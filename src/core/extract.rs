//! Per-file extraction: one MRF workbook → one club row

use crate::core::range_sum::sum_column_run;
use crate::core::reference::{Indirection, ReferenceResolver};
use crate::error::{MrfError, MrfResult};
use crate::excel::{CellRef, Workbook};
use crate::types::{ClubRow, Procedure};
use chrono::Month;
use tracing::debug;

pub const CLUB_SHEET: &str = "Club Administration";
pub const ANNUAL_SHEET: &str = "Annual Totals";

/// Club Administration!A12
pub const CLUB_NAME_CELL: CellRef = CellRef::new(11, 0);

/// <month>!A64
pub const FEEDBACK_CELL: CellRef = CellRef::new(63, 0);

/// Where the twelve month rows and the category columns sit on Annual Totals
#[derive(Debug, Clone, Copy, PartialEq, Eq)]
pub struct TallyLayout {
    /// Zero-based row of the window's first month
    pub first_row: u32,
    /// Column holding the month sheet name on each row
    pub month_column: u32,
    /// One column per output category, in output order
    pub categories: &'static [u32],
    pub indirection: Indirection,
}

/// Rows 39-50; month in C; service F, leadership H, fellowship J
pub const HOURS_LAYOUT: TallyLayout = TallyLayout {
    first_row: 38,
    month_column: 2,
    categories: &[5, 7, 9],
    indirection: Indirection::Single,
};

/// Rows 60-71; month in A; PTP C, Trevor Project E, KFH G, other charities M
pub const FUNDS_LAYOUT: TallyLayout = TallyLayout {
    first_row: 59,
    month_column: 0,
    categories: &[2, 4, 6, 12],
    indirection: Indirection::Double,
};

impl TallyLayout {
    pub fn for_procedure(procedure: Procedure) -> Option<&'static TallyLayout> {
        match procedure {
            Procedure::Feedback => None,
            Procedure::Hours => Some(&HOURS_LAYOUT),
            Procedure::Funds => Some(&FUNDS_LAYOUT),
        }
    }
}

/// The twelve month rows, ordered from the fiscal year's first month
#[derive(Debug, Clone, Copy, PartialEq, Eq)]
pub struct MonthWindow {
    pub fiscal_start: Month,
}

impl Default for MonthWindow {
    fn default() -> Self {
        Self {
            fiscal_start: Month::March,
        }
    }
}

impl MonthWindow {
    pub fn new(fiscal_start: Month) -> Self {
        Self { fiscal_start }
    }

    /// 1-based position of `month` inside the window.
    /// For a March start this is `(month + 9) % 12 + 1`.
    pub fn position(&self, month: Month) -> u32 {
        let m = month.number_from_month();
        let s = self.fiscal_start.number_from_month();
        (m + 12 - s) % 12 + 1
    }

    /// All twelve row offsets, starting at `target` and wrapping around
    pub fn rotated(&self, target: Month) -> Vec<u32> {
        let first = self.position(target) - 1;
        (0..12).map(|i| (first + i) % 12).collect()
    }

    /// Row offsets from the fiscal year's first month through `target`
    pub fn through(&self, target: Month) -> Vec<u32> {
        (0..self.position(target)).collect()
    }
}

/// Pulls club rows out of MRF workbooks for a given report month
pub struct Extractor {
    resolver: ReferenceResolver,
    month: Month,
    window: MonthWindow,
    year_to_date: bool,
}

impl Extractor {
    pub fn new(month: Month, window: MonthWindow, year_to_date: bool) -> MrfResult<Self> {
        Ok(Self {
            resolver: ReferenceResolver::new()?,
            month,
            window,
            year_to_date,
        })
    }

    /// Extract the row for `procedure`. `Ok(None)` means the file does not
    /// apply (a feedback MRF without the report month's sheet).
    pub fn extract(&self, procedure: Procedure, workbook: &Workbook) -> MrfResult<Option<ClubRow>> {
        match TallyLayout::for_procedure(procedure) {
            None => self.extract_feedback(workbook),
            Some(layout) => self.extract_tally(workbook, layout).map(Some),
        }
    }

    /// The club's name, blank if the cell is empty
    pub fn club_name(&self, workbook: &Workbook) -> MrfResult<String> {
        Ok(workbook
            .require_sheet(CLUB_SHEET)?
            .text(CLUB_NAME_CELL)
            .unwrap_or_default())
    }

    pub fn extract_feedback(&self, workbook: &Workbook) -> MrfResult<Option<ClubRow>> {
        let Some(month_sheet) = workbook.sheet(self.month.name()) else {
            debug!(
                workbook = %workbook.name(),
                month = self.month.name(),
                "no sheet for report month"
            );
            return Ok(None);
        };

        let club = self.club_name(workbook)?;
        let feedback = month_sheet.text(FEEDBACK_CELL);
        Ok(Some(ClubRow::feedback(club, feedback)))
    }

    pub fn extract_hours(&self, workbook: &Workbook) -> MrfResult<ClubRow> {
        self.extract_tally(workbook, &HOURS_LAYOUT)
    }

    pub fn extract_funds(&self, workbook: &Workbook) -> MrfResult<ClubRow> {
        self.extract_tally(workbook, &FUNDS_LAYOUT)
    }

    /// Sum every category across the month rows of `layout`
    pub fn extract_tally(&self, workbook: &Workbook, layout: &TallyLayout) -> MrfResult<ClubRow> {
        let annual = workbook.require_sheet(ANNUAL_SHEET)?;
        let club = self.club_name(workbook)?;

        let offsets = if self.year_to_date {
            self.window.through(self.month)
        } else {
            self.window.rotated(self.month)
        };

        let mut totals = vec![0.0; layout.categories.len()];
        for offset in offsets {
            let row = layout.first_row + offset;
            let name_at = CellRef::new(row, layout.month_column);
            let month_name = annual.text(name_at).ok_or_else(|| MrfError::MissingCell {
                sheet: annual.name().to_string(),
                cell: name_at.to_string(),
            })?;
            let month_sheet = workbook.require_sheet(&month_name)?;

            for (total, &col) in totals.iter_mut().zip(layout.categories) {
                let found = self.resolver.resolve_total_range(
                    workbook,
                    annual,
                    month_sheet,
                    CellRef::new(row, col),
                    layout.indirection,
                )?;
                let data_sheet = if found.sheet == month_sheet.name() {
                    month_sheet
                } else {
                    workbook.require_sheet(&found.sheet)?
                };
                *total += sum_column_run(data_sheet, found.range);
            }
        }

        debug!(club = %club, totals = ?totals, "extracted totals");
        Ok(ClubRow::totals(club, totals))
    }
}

_Exercise requirements_. Retype the material in full. Keep every character as it is.

_Result_.
filename src/core/extract.rs
//! Per-file extraction: one MRF workbook → one club row

use crate::core::range_sum::sum_column_run;
use crate::core::reference::{Indirection, ReferenceResolver};
use crate::error::{MrfError, MrfResult};
use crate::excel::{CellRef, Workbook};
use crate::types::{ClubRow, Procedure};
use chrono::Month;
use tracing::debug;

pub const CLUB_SHEET: &str = "Club Administration";
pub const ANNUAL_SHEET: &str = "Annual Totals";

/// Club Administration!A12
pub const CLUB_NAME_CELL: CellRef = CellRef::new(11, 0);

/// <month>!A64
pub const FEEDBACK_CELL: CellRef = CellRef::new(63, 0);

/// Where the twelve month rows and the category columns sit on Annual Totals
#[derive(Debug, Clone, Copy, PartialEq, Eq)]
pub struct TallyLayout {
    /// Zero-based row of the window's first month
    pub first_row: u32,
    /// Column holding the month sheet name on each row
    pub month_column: u32,
    /// One column per output category, in output order
    pub categories: &'static [u32],
    pub indirection: Indirection,
}

/// Rows 39-50; month in C; service F, leadership H, fellowship J
pub const HOURS_LAYOUT: TallyLayout = TallyLayout {
    first_row: 38,
    month_column: 2,
    categories: &[5, 7, 9],
    indirection: Indirection::Single,
};

/// Rows 60-71; month in A; PTP C, Trevor Project E, KFH G, other charities M
pub const FUNDS_LAYOUT: TallyLayout = TallyLayout {
    first_row: 59,
    month_column: 0,
    categories: &[2, 4, 6, 12],
    indirection: Indirection::Double,
};

impl TallyLayout {
    pub fn for_procedure(procedure: Procedure) -> Option<&'static TallyLayout> {
        match procedure {
            Procedure::Feedback => None,
            Procedure::Hours => Some(&HOURS_LAYOUT),
            Procedure::Funds => Some(&FUNDS_LAYOUT),
        }
    }
}

/// The twelve month rows, ordered from the fiscal year's first month
#[derive(Debug, Clone, Copy, PartialEq, Eq)]
pub struct MonthWindow {
    pub fiscal_start: Month,
}

impl Default for MonthWindow {
    fn default() -> Self {
        Self {
            fiscal_start: Month::March,
        }
    }
}

impl MonthWindow {
    pub fn new(fiscal_start: Month) -> Self {
        Self { fiscal_start }
    }

    /// 1-based position of `month` inside the window.
    /// For a March start this is `(month + 9) % 12 + 1`.
    pub fn position(&self, month: Month) -> u32 {
        let m = month.number_from_month();
        let s = self.fiscal_start.number_from_month();
        (m + 12 - s) % 12 + 1
    }

    /// All twelve row offsets, starting at `target` and wrapping around
    pub fn rotated(&self, target: Month) -> Vec<u32> {
        let first = self.position(target) - 1;
        (0..12).map(|i| (first + i) % 12).collect()
    }

    /// Row offsets from the fiscal year's first month through `target`
    pub fn through(&self, target: Month) -> Vec<u32> {
        (0..self.position(target)).collect()
    }
}

/// Pulls club rows out of MRF workbooks for a given report month
pub struct Extractor {
    resolver: ReferenceResolver,
    month: Month,
    window: MonthWindow,
    year_to_date: bool,
}

impl Extractor {
    pub fn new(month: Month, window: MonthWindow, year_to_date: bool) -> MrfResult<Self> {
        Ok(Self {
            resolver: ReferenceResolver::new()?,
            month,
            window,
            year_to_date,
        })
    }

    /// Extract the row for `procedure`. `Ok(None)` means the file does not
    /// apply (a feedback MRF without the report month's sheet).
    pub fn extract(&self, procedure: Procedure, workbook: &Workbook) -> MrfResult<Option<ClubRow>> {
        match TallyLayout::for_procedure(procedure) {
            None => self.extract_feedback(workbook),
            Some(layout) => self.extract_tally(workbook, layout).map(Some),
        }
    }

    /// The club's name, blank if the cell is empty
    pub fn club_name(&self, workbook: &Workbook) -> MrfResult<String> {
        Ok(workbook
            .require_sheet(CLUB_SHEET)?
            .text(CLUB_NAME_CELL)
            .unwrap_or_default())
    }

    pub fn extract_feedback(&self, workbook: &Workbook) -> MrfResult<Option<ClubRow>> {
        let Some(month_sheet) = workbook.sheet(self.month.name()) else {
            debug!(
                workbook = %workbook.name(),
                month = self.month.name(),
                "no sheet for report month"
            );
            return Ok(None);
        };

        let club = self.club_name(workbook)?;
        let feedback = month_sheet.text(FEEDBACK_CELL);
        Ok(Some(ClubRow::feedback(club, feedback)))
    }

    pub fn extract_hours(&self, workbook: &Workbook) -> MrfResult<ClubRow> {
        self.extract_tally(workbook, &HOURS_LAYOUT)
    }

    pub fn extract_funds(&self, workbook: &Workbook) -> MrfResult<ClubRow> {
        self.extract_tally(workbook, &FUNDS_LAYOUT)
    }

    /// Sum every category across the month rows of `layout`
    pub fn extract_tally(&self, workbook: &Workbook, layout: &TallyLayout) -> MrfResult<ClubRow> {
        let annual = workbook.require_sheet(ANNUAL_SHEET)?;
        let club = self.club_name(workbook)?;

        let offsets = if self.year_to_date {
            self.window.through(self.month)
        } else {
            self.window.rotated(self.month)
        };

        let mut totals = vec![0.0; layout.categories.len()];
        for offset in offsets {
            let row = layout.first_row + offset;
            let name_at = CellRef::new(row, layout.month_column);
            let month_name = annual.text(name_at).ok_or_else(|| MrfError::MissingCell {
                sheet: annual.name().to_string(),
                cell: name_at.to_string(),
            })?;
            let month_sheet = workbook.require_sheet(&month_name)?;

            for (total, &col) in totals.iter_mut().zip(layout.categories) {
                let found = self.resolver.resolve_total_range(
                    workbook,
                    annual,
                    month_sheet,
                    CellRef::new(row, col),
                    layout.indirection,
                )?;
                let data_sheet = if found.sheet == month_sheet.name() {
                    month_sheet
                } else {
                    workbook.require_sheet(&found.sheet)?
                };
                *total += sum_column_run(data_sheet, found.range);
            }
        }

        debug!(club = %club, totals = ?totals, "extracted totals");
        Ok(ClubRow::totals(club, totals))
    }
}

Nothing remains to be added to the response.